### Aim of the exercise
Return every line in the entries below where the word "usize" shows up.

### Provided records
* * *

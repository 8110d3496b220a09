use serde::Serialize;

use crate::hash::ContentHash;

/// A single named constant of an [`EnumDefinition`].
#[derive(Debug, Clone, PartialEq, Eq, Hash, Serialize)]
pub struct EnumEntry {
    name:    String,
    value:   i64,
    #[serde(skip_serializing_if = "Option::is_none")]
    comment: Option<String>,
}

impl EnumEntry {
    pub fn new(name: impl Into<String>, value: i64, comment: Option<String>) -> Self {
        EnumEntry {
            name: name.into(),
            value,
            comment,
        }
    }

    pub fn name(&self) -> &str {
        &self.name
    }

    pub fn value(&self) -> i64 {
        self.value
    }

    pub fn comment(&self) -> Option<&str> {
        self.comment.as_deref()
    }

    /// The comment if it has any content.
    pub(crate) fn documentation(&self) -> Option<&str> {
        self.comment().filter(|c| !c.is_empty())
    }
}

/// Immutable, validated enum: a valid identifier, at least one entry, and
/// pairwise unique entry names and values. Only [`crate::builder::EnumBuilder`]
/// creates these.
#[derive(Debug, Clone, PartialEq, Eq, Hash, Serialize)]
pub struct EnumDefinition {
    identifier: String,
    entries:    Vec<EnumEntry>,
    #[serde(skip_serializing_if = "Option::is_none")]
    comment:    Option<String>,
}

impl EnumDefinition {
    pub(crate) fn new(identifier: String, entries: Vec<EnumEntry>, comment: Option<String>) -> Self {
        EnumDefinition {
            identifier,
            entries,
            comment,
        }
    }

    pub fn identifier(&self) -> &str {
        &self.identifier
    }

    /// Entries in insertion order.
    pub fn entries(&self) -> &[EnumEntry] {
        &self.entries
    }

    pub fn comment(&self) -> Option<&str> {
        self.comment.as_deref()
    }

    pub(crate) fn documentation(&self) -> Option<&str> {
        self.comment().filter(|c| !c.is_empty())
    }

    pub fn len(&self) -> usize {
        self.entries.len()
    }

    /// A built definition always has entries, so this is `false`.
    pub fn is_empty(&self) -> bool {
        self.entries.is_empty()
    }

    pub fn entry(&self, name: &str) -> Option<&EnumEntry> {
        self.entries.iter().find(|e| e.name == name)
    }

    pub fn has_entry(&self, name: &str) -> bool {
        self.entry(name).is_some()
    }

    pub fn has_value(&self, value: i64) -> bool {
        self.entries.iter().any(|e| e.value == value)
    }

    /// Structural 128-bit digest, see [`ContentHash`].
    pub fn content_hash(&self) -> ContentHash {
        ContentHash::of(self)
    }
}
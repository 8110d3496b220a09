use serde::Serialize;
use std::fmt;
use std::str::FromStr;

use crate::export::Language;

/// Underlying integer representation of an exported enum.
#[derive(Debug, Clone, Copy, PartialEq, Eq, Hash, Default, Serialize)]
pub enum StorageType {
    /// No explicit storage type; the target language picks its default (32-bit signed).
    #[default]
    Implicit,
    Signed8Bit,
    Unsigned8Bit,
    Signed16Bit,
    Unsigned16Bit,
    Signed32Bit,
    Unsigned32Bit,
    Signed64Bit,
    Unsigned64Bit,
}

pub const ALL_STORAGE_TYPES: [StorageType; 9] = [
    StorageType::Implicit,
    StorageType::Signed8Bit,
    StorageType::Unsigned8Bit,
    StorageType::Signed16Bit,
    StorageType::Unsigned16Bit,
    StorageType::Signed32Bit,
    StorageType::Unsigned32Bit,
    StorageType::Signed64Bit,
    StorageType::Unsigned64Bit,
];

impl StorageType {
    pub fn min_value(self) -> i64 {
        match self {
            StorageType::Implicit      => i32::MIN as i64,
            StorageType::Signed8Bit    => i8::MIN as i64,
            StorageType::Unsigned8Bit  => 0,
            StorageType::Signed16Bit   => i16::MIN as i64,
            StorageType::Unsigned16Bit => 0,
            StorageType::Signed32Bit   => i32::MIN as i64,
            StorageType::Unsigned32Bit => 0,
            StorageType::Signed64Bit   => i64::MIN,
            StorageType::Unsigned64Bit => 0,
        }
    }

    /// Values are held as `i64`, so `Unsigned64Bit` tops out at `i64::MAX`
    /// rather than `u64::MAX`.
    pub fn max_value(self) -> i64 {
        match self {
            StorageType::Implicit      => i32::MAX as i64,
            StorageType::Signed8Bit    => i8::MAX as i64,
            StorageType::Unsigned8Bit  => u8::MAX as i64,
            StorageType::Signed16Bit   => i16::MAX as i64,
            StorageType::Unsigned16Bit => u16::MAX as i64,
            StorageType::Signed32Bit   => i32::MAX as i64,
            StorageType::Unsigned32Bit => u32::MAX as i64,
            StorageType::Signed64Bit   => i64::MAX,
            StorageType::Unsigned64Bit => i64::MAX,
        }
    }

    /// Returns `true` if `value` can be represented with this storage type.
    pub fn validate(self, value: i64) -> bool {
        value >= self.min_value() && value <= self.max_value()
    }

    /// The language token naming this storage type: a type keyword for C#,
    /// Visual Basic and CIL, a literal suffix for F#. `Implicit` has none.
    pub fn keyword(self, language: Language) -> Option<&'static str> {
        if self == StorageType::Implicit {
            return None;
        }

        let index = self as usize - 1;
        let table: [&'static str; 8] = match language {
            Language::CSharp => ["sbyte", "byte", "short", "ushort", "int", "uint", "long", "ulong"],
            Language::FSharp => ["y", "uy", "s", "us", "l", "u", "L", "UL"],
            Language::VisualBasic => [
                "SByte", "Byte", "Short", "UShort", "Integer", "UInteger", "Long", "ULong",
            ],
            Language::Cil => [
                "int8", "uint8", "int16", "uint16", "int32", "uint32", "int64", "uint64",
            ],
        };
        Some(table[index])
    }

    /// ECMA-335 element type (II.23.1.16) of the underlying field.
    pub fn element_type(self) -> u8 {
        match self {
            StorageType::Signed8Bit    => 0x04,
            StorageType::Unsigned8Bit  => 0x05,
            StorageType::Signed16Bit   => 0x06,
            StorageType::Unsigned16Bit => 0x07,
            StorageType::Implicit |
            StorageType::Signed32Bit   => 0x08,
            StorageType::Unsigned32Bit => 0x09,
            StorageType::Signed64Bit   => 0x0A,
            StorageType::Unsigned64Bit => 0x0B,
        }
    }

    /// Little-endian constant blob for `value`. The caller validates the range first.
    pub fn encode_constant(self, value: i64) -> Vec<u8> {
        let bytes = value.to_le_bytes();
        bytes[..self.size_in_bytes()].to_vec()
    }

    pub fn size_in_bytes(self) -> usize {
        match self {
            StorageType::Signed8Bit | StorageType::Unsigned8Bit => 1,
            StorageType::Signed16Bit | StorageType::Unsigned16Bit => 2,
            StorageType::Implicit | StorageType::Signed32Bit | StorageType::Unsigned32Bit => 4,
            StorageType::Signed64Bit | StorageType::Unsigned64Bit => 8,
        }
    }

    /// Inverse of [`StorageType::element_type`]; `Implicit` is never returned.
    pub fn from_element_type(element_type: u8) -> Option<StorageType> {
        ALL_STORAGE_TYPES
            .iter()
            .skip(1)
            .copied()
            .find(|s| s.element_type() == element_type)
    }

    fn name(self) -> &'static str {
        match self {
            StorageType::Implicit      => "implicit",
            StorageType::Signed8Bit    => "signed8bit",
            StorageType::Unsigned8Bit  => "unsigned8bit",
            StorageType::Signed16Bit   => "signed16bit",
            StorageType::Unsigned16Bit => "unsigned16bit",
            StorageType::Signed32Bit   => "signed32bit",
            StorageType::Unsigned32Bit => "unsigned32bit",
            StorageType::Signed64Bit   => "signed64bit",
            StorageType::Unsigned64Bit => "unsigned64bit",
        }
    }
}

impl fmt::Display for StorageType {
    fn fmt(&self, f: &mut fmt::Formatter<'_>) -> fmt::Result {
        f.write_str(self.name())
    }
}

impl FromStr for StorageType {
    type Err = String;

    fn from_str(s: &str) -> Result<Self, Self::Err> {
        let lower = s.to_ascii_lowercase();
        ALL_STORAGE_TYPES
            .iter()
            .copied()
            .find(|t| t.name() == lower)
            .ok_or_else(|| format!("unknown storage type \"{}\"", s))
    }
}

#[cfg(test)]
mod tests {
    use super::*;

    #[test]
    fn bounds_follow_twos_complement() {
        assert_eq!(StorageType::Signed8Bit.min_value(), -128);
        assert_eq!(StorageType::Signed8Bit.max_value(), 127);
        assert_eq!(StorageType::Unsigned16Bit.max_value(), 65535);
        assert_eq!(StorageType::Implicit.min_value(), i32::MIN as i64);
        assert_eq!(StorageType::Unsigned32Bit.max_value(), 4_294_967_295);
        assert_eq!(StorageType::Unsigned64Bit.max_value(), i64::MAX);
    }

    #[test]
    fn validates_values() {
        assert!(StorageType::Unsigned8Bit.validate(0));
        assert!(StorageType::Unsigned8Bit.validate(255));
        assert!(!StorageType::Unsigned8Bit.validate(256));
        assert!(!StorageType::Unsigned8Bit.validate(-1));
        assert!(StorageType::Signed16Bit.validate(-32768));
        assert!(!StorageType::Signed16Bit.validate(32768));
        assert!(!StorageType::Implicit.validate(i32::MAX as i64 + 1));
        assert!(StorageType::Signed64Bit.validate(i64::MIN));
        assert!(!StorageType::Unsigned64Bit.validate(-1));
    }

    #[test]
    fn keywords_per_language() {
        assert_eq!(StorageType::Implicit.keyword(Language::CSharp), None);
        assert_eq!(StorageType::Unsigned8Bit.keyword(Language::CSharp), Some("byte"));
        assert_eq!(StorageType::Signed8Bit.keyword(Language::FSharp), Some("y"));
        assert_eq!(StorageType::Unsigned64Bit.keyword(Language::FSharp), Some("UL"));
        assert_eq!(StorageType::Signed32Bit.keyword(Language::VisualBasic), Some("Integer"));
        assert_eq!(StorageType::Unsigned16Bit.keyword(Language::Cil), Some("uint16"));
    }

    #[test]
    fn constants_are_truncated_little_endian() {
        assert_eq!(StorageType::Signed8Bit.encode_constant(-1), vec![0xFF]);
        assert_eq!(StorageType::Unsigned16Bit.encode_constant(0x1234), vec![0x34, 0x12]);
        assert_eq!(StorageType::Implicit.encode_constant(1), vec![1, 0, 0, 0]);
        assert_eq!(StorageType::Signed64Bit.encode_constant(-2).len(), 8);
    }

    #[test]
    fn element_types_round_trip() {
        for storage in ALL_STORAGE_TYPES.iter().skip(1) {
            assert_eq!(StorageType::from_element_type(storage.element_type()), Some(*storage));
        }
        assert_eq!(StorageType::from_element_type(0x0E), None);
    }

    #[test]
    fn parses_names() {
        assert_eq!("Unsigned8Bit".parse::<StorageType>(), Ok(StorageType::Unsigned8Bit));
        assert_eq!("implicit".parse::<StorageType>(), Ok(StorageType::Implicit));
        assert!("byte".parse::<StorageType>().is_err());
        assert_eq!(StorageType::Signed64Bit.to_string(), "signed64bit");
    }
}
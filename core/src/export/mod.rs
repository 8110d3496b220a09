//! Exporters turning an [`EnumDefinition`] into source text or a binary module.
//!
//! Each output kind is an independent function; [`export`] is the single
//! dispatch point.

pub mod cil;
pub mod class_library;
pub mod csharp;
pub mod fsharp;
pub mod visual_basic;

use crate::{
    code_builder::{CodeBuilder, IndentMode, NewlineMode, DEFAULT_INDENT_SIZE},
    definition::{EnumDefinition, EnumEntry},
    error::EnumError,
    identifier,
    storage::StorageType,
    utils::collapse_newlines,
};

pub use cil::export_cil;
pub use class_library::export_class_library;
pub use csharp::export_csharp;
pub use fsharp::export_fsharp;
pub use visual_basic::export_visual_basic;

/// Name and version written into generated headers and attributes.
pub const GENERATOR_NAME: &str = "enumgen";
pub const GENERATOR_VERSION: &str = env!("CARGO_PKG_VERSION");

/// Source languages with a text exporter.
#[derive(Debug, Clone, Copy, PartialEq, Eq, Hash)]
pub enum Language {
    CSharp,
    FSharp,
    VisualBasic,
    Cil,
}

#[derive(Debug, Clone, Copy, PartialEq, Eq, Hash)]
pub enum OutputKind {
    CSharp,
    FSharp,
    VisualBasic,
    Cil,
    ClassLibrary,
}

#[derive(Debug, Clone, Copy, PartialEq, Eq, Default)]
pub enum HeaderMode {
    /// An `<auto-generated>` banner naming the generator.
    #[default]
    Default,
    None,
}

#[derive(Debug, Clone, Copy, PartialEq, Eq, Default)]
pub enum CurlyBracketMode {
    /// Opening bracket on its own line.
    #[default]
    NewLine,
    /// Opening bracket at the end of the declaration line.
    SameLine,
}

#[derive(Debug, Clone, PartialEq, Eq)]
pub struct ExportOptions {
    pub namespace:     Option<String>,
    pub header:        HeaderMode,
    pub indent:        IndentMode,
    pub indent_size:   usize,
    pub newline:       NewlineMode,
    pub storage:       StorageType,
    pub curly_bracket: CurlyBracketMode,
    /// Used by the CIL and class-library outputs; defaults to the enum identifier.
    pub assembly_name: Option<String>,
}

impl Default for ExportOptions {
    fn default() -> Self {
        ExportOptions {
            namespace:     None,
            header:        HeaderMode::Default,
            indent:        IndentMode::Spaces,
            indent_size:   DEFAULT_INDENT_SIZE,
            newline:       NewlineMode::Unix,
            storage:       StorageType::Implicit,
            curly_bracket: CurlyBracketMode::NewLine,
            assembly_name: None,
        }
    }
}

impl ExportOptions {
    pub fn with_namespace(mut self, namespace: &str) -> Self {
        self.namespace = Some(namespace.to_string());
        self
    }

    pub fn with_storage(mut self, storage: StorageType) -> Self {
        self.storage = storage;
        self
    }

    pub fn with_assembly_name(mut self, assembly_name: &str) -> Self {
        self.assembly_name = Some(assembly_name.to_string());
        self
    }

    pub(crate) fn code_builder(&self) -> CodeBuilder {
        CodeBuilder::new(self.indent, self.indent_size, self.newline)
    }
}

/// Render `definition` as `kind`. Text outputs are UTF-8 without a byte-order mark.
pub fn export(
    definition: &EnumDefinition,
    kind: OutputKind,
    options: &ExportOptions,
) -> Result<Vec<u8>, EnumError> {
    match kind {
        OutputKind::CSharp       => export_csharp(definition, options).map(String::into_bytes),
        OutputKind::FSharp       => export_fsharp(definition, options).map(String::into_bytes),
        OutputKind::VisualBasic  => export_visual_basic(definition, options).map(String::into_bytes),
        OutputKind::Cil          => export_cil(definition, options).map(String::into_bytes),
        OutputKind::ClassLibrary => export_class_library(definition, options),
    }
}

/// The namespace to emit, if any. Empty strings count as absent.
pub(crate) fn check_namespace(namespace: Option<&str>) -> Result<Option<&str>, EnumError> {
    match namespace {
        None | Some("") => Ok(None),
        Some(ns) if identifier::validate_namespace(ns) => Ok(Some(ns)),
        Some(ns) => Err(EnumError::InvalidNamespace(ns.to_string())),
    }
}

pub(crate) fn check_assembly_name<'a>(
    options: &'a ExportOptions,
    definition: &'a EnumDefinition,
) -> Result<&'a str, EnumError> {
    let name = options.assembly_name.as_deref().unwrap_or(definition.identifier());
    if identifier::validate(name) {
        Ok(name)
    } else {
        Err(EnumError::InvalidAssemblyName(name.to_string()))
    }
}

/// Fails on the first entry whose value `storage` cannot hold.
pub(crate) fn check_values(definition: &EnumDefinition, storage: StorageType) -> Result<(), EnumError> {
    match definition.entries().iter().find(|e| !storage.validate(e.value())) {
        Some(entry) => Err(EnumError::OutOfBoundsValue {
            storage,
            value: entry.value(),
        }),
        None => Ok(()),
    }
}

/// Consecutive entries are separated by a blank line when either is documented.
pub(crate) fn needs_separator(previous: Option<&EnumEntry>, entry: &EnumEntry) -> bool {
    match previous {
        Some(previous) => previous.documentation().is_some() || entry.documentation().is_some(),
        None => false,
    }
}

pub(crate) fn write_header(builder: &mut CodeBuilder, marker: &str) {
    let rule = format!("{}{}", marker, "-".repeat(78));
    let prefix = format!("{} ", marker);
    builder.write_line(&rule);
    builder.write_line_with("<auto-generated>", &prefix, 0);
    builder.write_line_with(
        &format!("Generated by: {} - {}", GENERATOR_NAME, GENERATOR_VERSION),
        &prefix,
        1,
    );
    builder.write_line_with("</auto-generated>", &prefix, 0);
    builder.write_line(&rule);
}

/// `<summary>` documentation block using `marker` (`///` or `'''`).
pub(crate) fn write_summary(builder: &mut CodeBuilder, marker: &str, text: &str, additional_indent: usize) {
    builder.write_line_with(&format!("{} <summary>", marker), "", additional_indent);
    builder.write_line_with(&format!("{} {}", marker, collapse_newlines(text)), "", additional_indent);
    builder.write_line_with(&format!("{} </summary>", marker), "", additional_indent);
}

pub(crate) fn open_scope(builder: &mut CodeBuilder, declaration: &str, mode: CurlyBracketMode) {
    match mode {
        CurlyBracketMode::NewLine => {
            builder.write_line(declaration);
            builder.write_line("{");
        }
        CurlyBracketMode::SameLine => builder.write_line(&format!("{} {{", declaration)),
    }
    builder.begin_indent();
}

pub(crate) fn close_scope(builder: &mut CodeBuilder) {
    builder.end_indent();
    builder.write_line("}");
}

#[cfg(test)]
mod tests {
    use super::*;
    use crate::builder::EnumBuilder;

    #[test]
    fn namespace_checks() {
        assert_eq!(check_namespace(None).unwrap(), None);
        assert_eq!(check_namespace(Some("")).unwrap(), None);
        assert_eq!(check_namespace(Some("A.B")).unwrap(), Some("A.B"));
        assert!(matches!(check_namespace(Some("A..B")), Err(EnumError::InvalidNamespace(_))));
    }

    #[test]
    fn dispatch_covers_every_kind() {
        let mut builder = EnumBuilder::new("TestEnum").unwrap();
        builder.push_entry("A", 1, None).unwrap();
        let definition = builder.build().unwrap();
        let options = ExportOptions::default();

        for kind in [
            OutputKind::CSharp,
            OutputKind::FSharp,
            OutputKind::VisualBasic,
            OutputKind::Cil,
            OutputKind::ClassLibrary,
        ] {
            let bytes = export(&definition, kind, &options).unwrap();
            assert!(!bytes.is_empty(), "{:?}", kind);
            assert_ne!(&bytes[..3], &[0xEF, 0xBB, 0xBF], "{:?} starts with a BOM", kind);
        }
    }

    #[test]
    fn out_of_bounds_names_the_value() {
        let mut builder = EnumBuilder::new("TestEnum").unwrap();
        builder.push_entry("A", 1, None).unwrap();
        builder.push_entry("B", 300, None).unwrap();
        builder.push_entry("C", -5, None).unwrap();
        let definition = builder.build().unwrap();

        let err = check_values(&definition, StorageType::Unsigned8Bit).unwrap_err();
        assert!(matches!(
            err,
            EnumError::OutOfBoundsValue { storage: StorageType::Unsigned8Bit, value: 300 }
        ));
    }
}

* * *

### Your response
    pub fn len(&self) -> usize {
        let index = self as usize - 1;
    pub fn size_in_bytes(self) -> usize {
    pub indent_size:   usize,
pub(crate) fn write_summary(builder: &mut CodeBuilder, marker: &str, text: &str, additional_indent: usize) {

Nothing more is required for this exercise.